◆ What the exercise asks ◆
Pull every line containing the word "download" from the records.

◆ Materials provided ◆
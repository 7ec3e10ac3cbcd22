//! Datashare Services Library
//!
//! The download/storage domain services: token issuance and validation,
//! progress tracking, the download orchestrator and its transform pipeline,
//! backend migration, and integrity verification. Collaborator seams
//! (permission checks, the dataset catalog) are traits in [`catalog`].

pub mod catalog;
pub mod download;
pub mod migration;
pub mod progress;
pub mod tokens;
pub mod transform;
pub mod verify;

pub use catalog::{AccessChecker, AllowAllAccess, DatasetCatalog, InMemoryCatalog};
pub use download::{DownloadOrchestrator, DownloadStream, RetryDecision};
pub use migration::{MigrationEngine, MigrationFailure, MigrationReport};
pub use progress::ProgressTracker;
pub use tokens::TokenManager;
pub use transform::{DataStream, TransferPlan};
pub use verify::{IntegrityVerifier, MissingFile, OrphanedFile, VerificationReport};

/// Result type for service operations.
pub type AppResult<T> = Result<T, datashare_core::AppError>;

◆ Solved exercise ◆
//! The download/storage domain services: token issuance and validation,
//! progress tracking, the download orchestrator and its transform pipeline,
pub mod download;
pub use download::{DownloadOrchestrator, DownloadStream, RetryDecision};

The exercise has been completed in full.